Copy, from the data below, each line that has the word "Failed".

>>>>

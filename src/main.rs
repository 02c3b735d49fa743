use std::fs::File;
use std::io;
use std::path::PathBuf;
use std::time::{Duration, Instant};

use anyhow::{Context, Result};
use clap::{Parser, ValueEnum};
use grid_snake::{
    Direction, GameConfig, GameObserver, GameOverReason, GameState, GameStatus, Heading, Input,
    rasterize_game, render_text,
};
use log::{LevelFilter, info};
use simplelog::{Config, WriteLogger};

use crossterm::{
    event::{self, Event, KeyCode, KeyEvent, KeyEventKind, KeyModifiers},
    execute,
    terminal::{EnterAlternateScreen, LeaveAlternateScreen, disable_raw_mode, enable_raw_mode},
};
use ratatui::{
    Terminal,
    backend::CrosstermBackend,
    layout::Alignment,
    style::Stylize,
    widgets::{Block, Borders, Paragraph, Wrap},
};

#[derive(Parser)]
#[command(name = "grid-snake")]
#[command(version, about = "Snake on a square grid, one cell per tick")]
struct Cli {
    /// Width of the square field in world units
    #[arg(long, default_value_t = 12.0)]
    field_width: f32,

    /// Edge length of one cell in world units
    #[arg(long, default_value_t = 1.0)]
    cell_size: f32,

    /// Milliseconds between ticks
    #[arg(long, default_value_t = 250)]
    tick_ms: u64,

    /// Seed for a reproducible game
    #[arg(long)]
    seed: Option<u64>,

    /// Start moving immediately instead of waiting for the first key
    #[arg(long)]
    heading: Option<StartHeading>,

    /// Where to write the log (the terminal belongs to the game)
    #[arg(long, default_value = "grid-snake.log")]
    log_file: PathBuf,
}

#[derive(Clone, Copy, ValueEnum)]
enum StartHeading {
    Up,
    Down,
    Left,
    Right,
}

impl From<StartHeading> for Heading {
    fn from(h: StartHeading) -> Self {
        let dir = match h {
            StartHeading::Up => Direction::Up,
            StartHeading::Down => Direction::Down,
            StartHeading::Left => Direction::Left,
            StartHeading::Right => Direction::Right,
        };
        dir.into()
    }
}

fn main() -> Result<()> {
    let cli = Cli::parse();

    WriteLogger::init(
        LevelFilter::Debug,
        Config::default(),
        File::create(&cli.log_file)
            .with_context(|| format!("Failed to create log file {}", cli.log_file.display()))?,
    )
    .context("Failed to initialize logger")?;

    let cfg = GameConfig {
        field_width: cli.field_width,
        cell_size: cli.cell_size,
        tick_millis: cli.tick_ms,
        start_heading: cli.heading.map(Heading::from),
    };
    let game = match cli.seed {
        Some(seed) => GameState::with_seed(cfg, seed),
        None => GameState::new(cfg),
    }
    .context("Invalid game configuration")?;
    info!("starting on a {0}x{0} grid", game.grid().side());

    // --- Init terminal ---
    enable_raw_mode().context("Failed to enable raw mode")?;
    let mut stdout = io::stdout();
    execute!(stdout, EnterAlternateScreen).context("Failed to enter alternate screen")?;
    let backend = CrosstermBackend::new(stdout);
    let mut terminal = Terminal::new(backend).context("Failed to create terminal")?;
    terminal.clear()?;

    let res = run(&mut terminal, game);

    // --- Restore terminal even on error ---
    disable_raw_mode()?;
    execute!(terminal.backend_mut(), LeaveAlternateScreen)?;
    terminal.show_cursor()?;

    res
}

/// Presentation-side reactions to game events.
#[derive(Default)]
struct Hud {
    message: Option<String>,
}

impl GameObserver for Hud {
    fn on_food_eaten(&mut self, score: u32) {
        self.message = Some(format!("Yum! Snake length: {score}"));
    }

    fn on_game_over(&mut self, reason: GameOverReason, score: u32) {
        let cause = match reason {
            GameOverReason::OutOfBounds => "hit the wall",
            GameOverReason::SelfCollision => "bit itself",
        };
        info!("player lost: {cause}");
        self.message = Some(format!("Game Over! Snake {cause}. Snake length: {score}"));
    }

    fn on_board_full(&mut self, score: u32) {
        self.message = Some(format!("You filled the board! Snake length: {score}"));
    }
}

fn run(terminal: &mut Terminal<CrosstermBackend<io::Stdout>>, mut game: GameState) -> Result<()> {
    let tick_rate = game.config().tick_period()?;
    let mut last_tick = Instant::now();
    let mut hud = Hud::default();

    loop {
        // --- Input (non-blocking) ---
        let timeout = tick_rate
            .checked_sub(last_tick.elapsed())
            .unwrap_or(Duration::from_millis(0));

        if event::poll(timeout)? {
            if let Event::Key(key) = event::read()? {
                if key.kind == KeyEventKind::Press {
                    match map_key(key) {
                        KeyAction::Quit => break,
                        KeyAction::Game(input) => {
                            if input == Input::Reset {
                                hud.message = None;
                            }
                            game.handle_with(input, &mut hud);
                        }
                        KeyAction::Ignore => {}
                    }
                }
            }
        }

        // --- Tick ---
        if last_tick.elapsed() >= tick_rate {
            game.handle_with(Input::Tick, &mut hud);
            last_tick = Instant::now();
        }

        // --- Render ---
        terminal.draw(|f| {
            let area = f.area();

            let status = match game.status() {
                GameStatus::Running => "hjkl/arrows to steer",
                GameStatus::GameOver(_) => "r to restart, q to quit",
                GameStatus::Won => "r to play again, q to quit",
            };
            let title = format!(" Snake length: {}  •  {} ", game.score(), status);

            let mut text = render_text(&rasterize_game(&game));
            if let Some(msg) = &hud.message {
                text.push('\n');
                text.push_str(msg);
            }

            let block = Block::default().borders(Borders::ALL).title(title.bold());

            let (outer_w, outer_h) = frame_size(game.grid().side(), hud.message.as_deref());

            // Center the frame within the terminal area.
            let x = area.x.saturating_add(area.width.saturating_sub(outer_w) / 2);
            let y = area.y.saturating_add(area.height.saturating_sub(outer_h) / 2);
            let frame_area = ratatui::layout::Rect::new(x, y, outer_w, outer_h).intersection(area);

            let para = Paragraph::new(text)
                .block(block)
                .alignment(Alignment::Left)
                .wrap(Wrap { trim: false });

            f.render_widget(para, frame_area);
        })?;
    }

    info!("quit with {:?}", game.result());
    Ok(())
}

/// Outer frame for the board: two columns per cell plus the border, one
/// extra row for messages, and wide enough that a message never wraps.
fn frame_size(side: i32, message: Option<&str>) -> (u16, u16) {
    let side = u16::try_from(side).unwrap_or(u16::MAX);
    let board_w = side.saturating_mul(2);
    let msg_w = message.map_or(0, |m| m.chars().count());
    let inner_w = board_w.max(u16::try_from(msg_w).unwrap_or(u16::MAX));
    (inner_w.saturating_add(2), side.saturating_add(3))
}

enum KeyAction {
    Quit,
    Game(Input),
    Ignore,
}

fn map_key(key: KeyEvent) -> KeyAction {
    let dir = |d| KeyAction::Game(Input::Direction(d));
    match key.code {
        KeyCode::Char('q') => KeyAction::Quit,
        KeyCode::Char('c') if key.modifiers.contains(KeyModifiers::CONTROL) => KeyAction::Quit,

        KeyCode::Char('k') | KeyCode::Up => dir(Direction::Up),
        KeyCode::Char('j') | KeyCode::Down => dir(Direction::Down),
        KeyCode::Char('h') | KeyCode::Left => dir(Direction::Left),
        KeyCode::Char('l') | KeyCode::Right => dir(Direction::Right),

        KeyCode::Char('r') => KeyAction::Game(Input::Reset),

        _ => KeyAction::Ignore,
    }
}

<<<<

Result of the task:
            .with_context(|| format!("Failed to create log file {}", cli.log_file.display()))?,
    .context("Failed to initialize logger")?;
    enable_raw_mode().context("Failed to enable raw mode")?;
    execute!(stdout, EnterAlternateScreen).context("Failed to enter alternate screen")?;
    let mut terminal = Terminal::new(backend).context("Failed to create terminal")?;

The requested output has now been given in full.